Le symbole était fort, mais l’histoire, elle, a tourné court. Engagé au Play In Challenger 2026 pour poursuivre sa reconstruction, le Belge, ex-Top 10 mondial, David Goffin, a quitté Lille dans la nuit froide de l’hiver dès le premier tour, battu en trois sets par le jeune Autrichien Joel Schwaerzler.
Victorieux de la première manche, le Liégeois a ensuite cédé du terrain, puis du souffle. Et enfin le match. Une défaite qui en dit long. Pendant un set, on a revu le Goffin des grands jours. Prise de balle précoce, variation, lecture parfaite des trajectoires. Le timing était là. Le corps aussi. Face à un joueur de 20 ans classé au-delà de la 200e place mondiale, l’ancien membre du Top 10 a imposé son expérience. Dans les tribunes, on voulait y croire. Lui aussi, sans doute. Mais à 35 ans, et après plus de trois mois d’arrêt forcé depuis le Masters de Paris en novembre dernier, un match ne se gagne pas seulement avec la main. Il se gagne avec les jambes.
Au fil des échanges, la dynamique s’est inversée, même lorsque le jeune joueur autrichien s’est tordu la cheville durant le deuxième set. Goffin, compatissant envers son jeune adversaire, l’a aidé à se relever. Mais voilà, les courses se sont faites plus lourdes, les appuis moins explosifs, le replacement moins tranchant, et Schwaerzler, malgré une cheville douloureuse, a usé le Belge, qui a commencé à reculer.

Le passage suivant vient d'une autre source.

//! Session WASM bindings.
//!
//! `JsStitchSession` maps each UI widget onto a setter. Call `view()` after
//! any change to get the rendered state as a plain object.
//!
//! ```typescript
//! const session = new StitchSession({ thumbnail_size: 150 });
//! for (const file of input.files) {
//!   session.add_file(file.name, new Uint8Array(await file.arrayBuffer()));
//! }
//! session.set_order("2,0,1");
//! session.set_scale_percentage(50);
//!
//! const view = session.view();
//! console.log(`${view.target_resolution[0]} x ${view.target_resolution[1]}`);
//!
//! const preview = session.stitch();
//! const download = session.download();
//! saveAs(new Blob([download.bytes()], { type: download.mime }), download.filename);
//! ```

use crate::types::{pad_mode_from_u8, resolution_from_u8, unknown_code, JsDecodedImage};
use stitcher_core::session::{
    Download, FileUpload, SessionEvent, SessionOptions, StitchSession, ValidationError,
};
use stitcher_core::validate::JpegExtension;
use stitcher_core::SessionError;
use wasm_bindgen::prelude::*;

fn to_js(err: SessionError) -> JsValue {
    JsValue::from_str(&err.to_string())
}

/// A stitched file ready to save.
#[wasm_bindgen(js_name = Download)]
pub struct JsDownload {
    inner: Download,
}

#[wasm_bindgen(js_class = Download)]
impl JsDownload {
    #[wasm_bindgen(getter)]
    pub fn filename(&self) -> String {
        self.inner.filename.clone()
    }

    #[wasm_bindgen(getter)]
    pub fn mime(&self) -> String {
        self.inner.mime.to_string()
    }

    /// Encoded JPEG bytes.
    pub fn bytes(&self) -> Vec<u8> {
        self.inner.bytes.clone()
    }
}

/// A bordered thumbnail with its caption.
#[wasm_bindgen(js_name = Thumbnail)]
pub struct JsThumbnail {
    index: usize,
    caption: String,
    image: JsDecodedImage,
}

#[wasm_bindgen(js_class = Thumbnail)]
impl JsThumbnail {
    /// Upload position of the file.
    #[wasm_bindgen(getter)]
    pub fn index(&self) -> usize {
        self.index
    }

    #[wasm_bindgen(getter)]
    pub fn caption(&self) -> String {
        self.caption.clone()
    }

    pub fn image(&self) -> JsDecodedImage {
        self.image.clone()
    }
}

/// Interactive stitching session for JavaScript
#[wasm_bindgen(js_name = StitchSession)]
pub struct JsStitchSession {
    inner: StitchSession,
}

#[wasm_bindgen(js_class = StitchSession)]
impl JsStitchSession {
    /// Create a session. `options` may be omitted or partial; a zero
    /// `thumbnail_size` is rejected.
    #[wasm_bindgen(constructor)]
    pub fn new(options: JsValue) -> Result<JsStitchSession, JsValue> {
        let options = if options.is_undefined() || options.is_null() {
            SessionOptions::default()
        } else {
            serde_wasm_bindgen::from_value(options).map_err(|e| JsValue::from_str(&e.to_string()))?
        };
        let inner = StitchSession::with_options(options).map_err(to_js)?;
        Ok(Self { inner })
    }

    /// Current phase name: Empty, Configuring, Previewing, Stitched or Error.
    #[wasm_bindgen(getter)]
    pub fn phase(&self) -> String {
        format!("{:?}", self.inner.phase())
    }

    pub fn add_file(&mut self, name: String, bytes: Vec<u8>) -> Result<(), JsValue> {
        self.handle(SessionEvent::FilesAdded(vec![FileUpload::new(name, bytes)]))
    }

    /// Add several files at once from an array of `{ name, bytes }` objects.
    pub fn add_files(&mut self, files: js_sys::Array) -> Result<(), JsValue> {
        let mut uploads = Vec::with_capacity(files.length() as usize);
        for entry in files.iter() {
            let name = js_sys::Reflect::get(&entry, &JsValue::from_str("name"))?
                .as_string()
                .ok_or_else(|| JsValue::from_str("File entry is missing a name"))?;
            let bytes = js_sys::Reflect::get(&entry, &JsValue::from_str("bytes"))?;
            let bytes = js_sys::Uint8Array::new(&bytes).to_vec();
            uploads.push(FileUpload::new(name, bytes));
        }
        self.handle(SessionEvent::FilesAdded(uploads))
    }

    pub fn remove_file(&mut self, index: usize) -> Result<(), JsValue> {
        self.handle(SessionEvent::FileRemoved(index))
    }

    /// Comma-separated order such as `"2,0,1"`. An invalid order is reported
    /// and the previous one stays in effect.
    pub fn set_order(&mut self, text: String) -> Result<(), JsValue> {
        self.handle(SessionEvent::OrderChanged(text))
    }

    pub fn set_border_width(&mut self, width: u32) -> Result<(), JsValue> {
        self.handle(SessionEvent::BorderWidthChanged(width))
    }

    /// 0 = Pad, 1 = Scale
    pub fn set_pad_mode(&mut self, mode: u8) -> Result<(), JsValue> {
        match pad_mode_from_u8(mode) {
            Some(mode) => self.handle(SessionEvent::PadModeChanged(mode)),
            None => self.reject(unknown_code("pad mode", mode)),
        }
    }

    pub fn set_scale_percentage(&mut self, value: u32) -> Result<(), JsValue> {
        self.handle(SessionEvent::ScalePercentageChanged(value))
    }

    /// 0 = Original, 1 = Screen (72 dpi), 2 = Print (300 dpi)
    pub fn set_resolution_mode(&mut self, mode: u8) -> Result<(), JsValue> {
        match resolution_from_u8(mode) {
            Some(mode) => self.handle(SessionEvent::ResolutionModeChanged(mode)),
            None => self.reject(unknown_code("resolution mode", mode)),
        }
    }

    /// Filename without extension.
    pub fn set_filename(&mut self, base: String) -> Result<(), JsValue> {
        self.handle(SessionEvent::FilenameChanged(base))
    }

    /// `"jpg"` or `"jpeg"`.
    pub fn set_extension(&mut self, extension: &str) -> Result<(), JsValue> {
        match JpegExtension::parse(extension) {
            Some(ext) => self.handle(SessionEvent::ExtensionChanged(ext)),
            None => self.reject(ValidationError::UnknownChoice {
                setting: "extension",
                value: extension.to_string(),
            }),
        }
    }

    /// Stitch and return the preview image.
    pub fn stitch(&mut self) -> Result<JsDecodedImage, JsValue> {
        self.inner.stitch().map_err(to_js)?;
        self.preview()
            .ok_or_else(|| JsValue::from_str("No preview after stitching"))
    }

    /// The current preview, if any.
    pub fn preview(&self) -> Option<JsDecodedImage> {
        self.inner
            .preview()
            .cloned()
            .map(JsDecodedImage::from_decoded)
    }

    pub fn download(&mut self) -> Result<JsDownload, JsValue> {
        self.inner
            .download()
            .map(|inner| JsDownload { inner })
            .map_err(to_js)
    }

    pub fn stitch_and_download(&mut self) -> Result<JsDownload, JsValue> {
        self.inner
            .stitch_and_download()
            .map(|inner| JsDownload { inner })
            .map_err(to_js)
    }

    #[wasm_bindgen(getter)]
    pub fn file_count(&self) -> usize {
        self.inner.files().len()
    }

    /// Rendered state as a plain object (see `SessionView`).
    pub fn view(&self) -> Result<JsValue, JsValue> {
        serde_wasm_bindgen::to_value(&self.inner.render())
            .map_err(|e| JsValue::from_str(&e.to_string()))
    }

    /// Array of `Thumbnail` in display order.
    pub fn thumbnails(&self) -> Result<js_sys::Array, JsValue> {
        let thumbnails = self.inner.thumbnails().map_err(to_js)?;
        Ok(thumbnails
            .into_iter()
            .map(|t| {
                JsValue::from(JsThumbnail {
                    index: t.index,
                    caption: t.caption,
                    image: JsDecodedImage::from_decoded(t.image),
                })
            })
            .collect())
    }
}

impl JsStitchSession {
    fn handle(&mut self, event: SessionEvent) -> Result<(), JsValue> {
        self.inner.handle(event).map_err(to_js)
    }

    fn reject(&mut self, err: ValidationError) -> Result<(), JsValue> {
        Err(to_js(self.inner.reject_input(err)))
    }
}
//! Core types for image decoding.

use serde::{Deserialize, Serialize};
use thiserror::Error;

/// White in RGB, used for borders, padding and flattened transparency.
pub const WHITE: [u8; 3] = [255, 255, 255];

/// Largest pixel count of any buffer allocated for a stitch (2^28, 768 MiB
/// of RGB). Larger requests fail with an error instead of aborting.
pub const MAX_PIXELS: u64 = 1 << 28;

/// Error types for image decoding operations.
#[derive(Debug, Clone, PartialEq, Eq, Error)]
pub enum DecodeError {
    /// The file format is not recognized or supported.
    #[error("Invalid or unsupported image format")]
    InvalidFormat,

    /// The bytes were empty.
    #[error("Empty image file")]
    EmptyInput,

    /// The image file is corrupted or incomplete.
    #[error("Corrupted or incomplete image file: {0}")]
    CorruptedFile(String),

    /// The decoded image has a zero width or height.
    #[error("Image has zero size ({width}x{height})")]
    ZeroSize { width: u32, height: u32 },

    /// The requested image exceeds [`MAX_PIXELS`].
    #[error("Image of {width}x{height} pixels exceeds the size limit")]
    TooLarge { width: u32, height: u32 },
}

/// Filter type for image resizing operations.
#[derive(Debug, Clone, Copy, PartialEq, Eq, Default, Serialize, Deserialize)]
pub enum FilterType {
    /// Nearest neighbor interpolation (fastest, lowest quality).
    Nearest,
    /// Bilinear interpolation (fast, acceptable quality).
    #[default]
    Bilinear,
    /// Lanczos3 interpolation (slower, highest quality).
    Lanczos3,
}

impl FilterType {
    /// Convert to the image crate's FilterType.
    pub fn to_image_filter(self) -> image::imageops::FilterType {
        match self {
            FilterType::Nearest => image::imageops::FilterType::Nearest,
            FilterType::Bilinear => image::imageops::FilterType::Triangle,
            FilterType::Lanczos3 => image::imageops::FilterType::Lanczos3,
        }
    }
}

/// EXIF orientation values (1-8).
/// See: https://exiftool.org/TagNames/EXIF.html
#[derive(Debug, Clone, Copy, PartialEq, Eq, Default, Serialize, Deserialize)]
#[repr(u8)]
pub enum Orientation {
    /// Normal (no transformation needed).
    #[default]
    Normal = 1,
    /// Horizontal flip.
    FlipHorizontal = 2,
    /// Rotate 180 degrees.
    Rotate180 = 3,
    /// Vertical flip.
    FlipVertical = 4,
    /// Transpose (flip horizontal + rotate 270 CW).
    Transpose = 5,
    /// Rotate 90 degrees clockwise.
    Rotate90CW = 6,
    /// Transverse (flip horizontal + rotate 90 CW).
    Transverse = 7,
    /// Rotate 270 degrees clockwise (90 CCW).
    Rotate270CW = 8,
}

impl From<u32> for Orientation {
    fn from(value: u32) -> Self {
        match value {
            1 => Orientation::Normal,
            2 => Orientation::FlipHorizontal,
            3 => Orientation::Rotate180,
            4 => Orientation::FlipVertical,
            5 => Orientation::Transpose,
            6 => Orientation::Rotate90CW,
            7 => Orientation::Transverse,
            8 => Orientation::Rotate270CW,
            _ => Orientation::Normal,
        }
    }
}

/// A decoded image with RGB pixel data.
///
/// Images are never mutated in place by the stitching pipeline; every step
/// produces a new `DecodedImage`.
#[derive(Debug, Clone, PartialEq, Eq)]
pub struct DecodedImage {
    /// Image width in pixels.
    pub width: u32,
    /// Image height in pixels.
    pub height: u32,
    /// RGB pixel data in row-major order (3 bytes per pixel).
    /// Length should be width * height * 3.
    pub pixels: Vec<u8>,
}

impl DecodedImage {
    /// Create a new DecodedImage with the given dimensions and pixel data.
    pub fn new(width: u32, height: u32, pixels: Vec<u8>) -> Self {
        debug_assert_eq!(
            pixels.len(),
            width as usize * height as usize * 3,
            "Pixel buffer size mismatch"
        );
        Self {
            width,
            height,
            pixels,
        }
    }

    /// Create a solid white image.
    ///
    /// # Errors
    ///
    /// Returns `DecodeError::TooLarge` when `width * height` exceeds
    /// [`MAX_PIXELS`] or the buffer length does not fit in `usize`.
    pub fn white(width: u32, height: u32) -> Result<Self, DecodeError> {
        let len = buffer_len(width, height).ok_or(DecodeError::TooLarge { width, height })?;
        Ok(Self {
            width,
            height,
            pixels: vec![255u8; len],
        })
    }

    /// Create a DecodedImage from an image::RgbImage.
    pub fn from_rgb_image(img: image::RgbImage) -> Self {
        let (width, height) = img.dimensions();
        let pixels = img.into_raw();
        Self {
            width,
            height,
            pixels,
        }
    }

    /// Convert to an image::RgbImage for further processing.
    pub fn to_rgb_image(&self) -> Option<image::RgbImage> {
        image::RgbImage::from_raw(self.width, self.height, self.pixels.clone())
    }

    /// `(width, height)` pair.
    pub fn dimensions(&self) -> (u32, u32) {
        (self.width, self.height)
    }

    /// Get the RGB value at `(x, y)`, or `None` when out of bounds.
    pub fn pixel(&self, x: u32, y: u32) -> Option<[u8; 3]> {
        if x >= self.width || y >= self.height {
            return None;
        }
        let idx = (y as usize * self.width as usize + x as usize) * 3;
        Some([self.pixels[idx], self.pixels[idx + 1], self.pixels[idx + 2]])
    }
}

/// RGB byte length of a `width x height` buffer within [`MAX_PIXELS`].
pub(crate) fn buffer_len(width: u32, height: u32) -> Option<usize> {
    let pixels = (width as u64).checked_mul(height as u64)?;
    if pixels > MAX_PIXELS {
        return None;
    }
    usize::try_from(pixels.checked_mul(3)?).ok()
}

#[cfg(test)]
mod tests {
    use super::*;

    #[test]
    fn test_filter_type_conversion() {
        assert!(matches!(
            FilterType::Nearest.to_image_filter(),
            image::imageops::FilterType::Nearest
        ));
        assert!(matches!(
            FilterType::Bilinear.to_image_filter(),
            image::imageops::FilterType::Triangle
        ));
        assert!(matches!(
            FilterType::Lanczos3.to_image_filter(),
            image::imageops::FilterType::Lanczos3
        ));
    }

    #[test]
    fn test_orientation_from_u32() {
        assert_eq!(Orientation::from(1), Orientation::Normal);
        assert_eq!(Orientation::from(6), Orientation::Rotate90CW);
        assert_eq!(Orientation::from(99), Orientation::Normal); // Invalid defaults to Normal
    }

    #[test]
    fn test_decoded_image_creation() {
        let pixels = vec![0u8; 100 * 50 * 3];
        let img = DecodedImage::new(100, 50, pixels);

        assert_eq!(img.dimensions(), (100, 50));
        assert_eq!(img.pixel(99, 49), Some([0, 0, 0]));
    }

    #[test]
    fn test_decoded_image_white() {
        let img = DecodedImage::white(4, 3).unwrap();
        assert_eq!(img.pixels.len(), 36);
        assert!(img.pixels.iter().all(|&p| p == 255));
        assert_eq!(img.pixel(3, 2), Some(WHITE));
        assert_eq!(img.pixel(4, 0), None);
    }

    #[test]
    fn test_white_over_budget_is_error() {
        // (2^31 + 4)^2 * 3 bytes wraps a 32-bit usize and exceeds any heap
        let side = (1u32 << 31) + 4;
        assert_eq!(
            DecodedImage::white(side, side),
            Err(DecodeError::TooLarge {
                width: side,
                height: side
            })
        );
        assert!(DecodedImage::white(u32::MAX, 2).is_err());
    }

    #[test]
    fn test_buffer_len() {
        assert_eq!(buffer_len(4, 3), Some(36));
        assert_eq!(buffer_len(1 << 14, 1 << 14), Some(3 << 28));
        assert_eq!(buffer_len((1 << 14) + 1, 1 << 14), None);
        assert_eq!(buffer_len(u32::MAX, u32::MAX), None);
    }

    #[test]
    fn test_rgb_image_round_trip_keeps_pixels() {
        let img = DecodedImage::new(2, 1, vec![1, 2, 3, 4, 5, 6]);
        let rgb = img.to_rgb_image().unwrap();
        assert_eq!(rgb.get_pixel(1, 0).0, [4, 5, 6]);
        assert_eq!(DecodedImage::from_rgb_image(rgb), img);
    }

    #[test]
    fn test_decode_error_display() {
        let err = DecodeError::ZeroSize {
            width: 0,
            height: 10,
        };
        assert_eq!(err.to_string(), "Image has zero size (0x10)");

        let err = DecodeError::InvalidFormat;
        assert_eq!(err.to_string(), "Invalid or unsupported image format");
    }
}
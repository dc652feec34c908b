//! One uploaded file with lazily decoded, cached derivatives.

use once_cell::unsync::OnceCell;

use crate::decode::{decode_image, generate_thumbnail, DecodeError, DecodedImage};

/// An uploaded file as received from the browser.
///
/// Decoding and thumbnailing run at most once per file, on first use.
/// Failures are cached too, so a broken file is reported on every render
/// without being decoded again.
#[derive(Debug)]
pub struct UploadedFile {
    name: String,
    bytes: Vec<u8>,
    decoded: OnceCell<Result<DecodedImage, DecodeError>>,
    thumbnail: OnceCell<Result<DecodedImage, DecodeError>>,
}

impl UploadedFile {
    pub fn new(name: impl Into<String>, bytes: Vec<u8>) -> Self {
        Self {
            name: name.into(),
            bytes,
            decoded: OnceCell::new(),
            thumbnail: OnceCell::new(),
        }
    }

    pub fn name(&self) -> &str {
        &self.name
    }

    /// The full-resolution RGB image.
    pub fn decoded(&self) -> Result<&DecodedImage, DecodeError> {
        self.decoded
            .get_or_init(|| decode_image(&self.bytes))
            .as_ref()
            .map_err(Clone::clone)
    }

    /// Decoded `(width, height)`.
    pub fn dimensions(&self) -> Result<(u32, u32), DecodeError> {
        self.decoded().map(DecodedImage::dimensions)
    }

    /// Thumbnail fitting within `size x size`.
    ///
    /// `size` is fixed per session, so the first call decides the cached size.
    pub fn thumbnail(&self, size: u32) -> Result<&DecodedImage, DecodeError> {
        self.thumbnail
            .get_or_init(|| {
                self.decoded()
                    .and_then(|image| generate_thumbnail(image, size))
            })
            .as_ref()
            .map_err(Clone::clone)
    }
}
//! Image encoding for downloads.
//!
//! Stitched results are offered as JPEG only. Quality is configurable
//! through the session options.
//!
//! # Examples
//!
//! ```ignore
//! use stitcher_core::encode::{encode_jpeg, DEFAULT_JPEG_QUALITY};
//!
//! let pixels = vec![128u8; 100 * 100 * 3]; // Gray image
//! let jpeg_bytes = encode_jpeg(&pixels, 100, 100, DEFAULT_JPEG_QUALITY).unwrap();
//! println!("Encoded {} bytes", jpeg_bytes.len());
//! ```

mod jpeg;

pub use jpeg::{encode_image_jpeg, encode_jpeg, EncodeError, DEFAULT_JPEG_QUALITY, JPEG_MIME};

Touché au genou gauche au Masters de Paris, avec un ligament croisé affecté et un fragment de cartilage problématique, Goffin a longtemps douté avant de revenir. S’il assure que le genou tient désormais à l’entraînement, la compétition impose une autre intensité. Une autre vérité. On l’a vu la semaine dernière au Challenger de Pau. À Lille, dans un environnement qu’il connaît et proche de sa Belgique, le physique n’a pas tenu la distance. Le premier set avait masqué les fragilités. Les deux suivants les ont révélées. Il n’y avait pourtant pas d’illusion affichée. Le Belge l’avait répété : aucune attente de résultats immédiats. L’objectif est ailleurs. Retrouver l’enchaînement et supporter la répétition des matchs. Réhabituer le corps aux exigences du très haut niveau.
Mais la défaite face au jeune Schwaerzler rappelle une réalité implacable. Le temps ne se rattrape pas en quelques semaines. À 35 ans, la récupération est plus lente. L’usure est installée. Chaque pépin laisse une trace. Le talent, lui, ne disparaît pas. On l’a encore vu par séquences. Mais le tennis moderne ne pardonne pas l’approximation physique.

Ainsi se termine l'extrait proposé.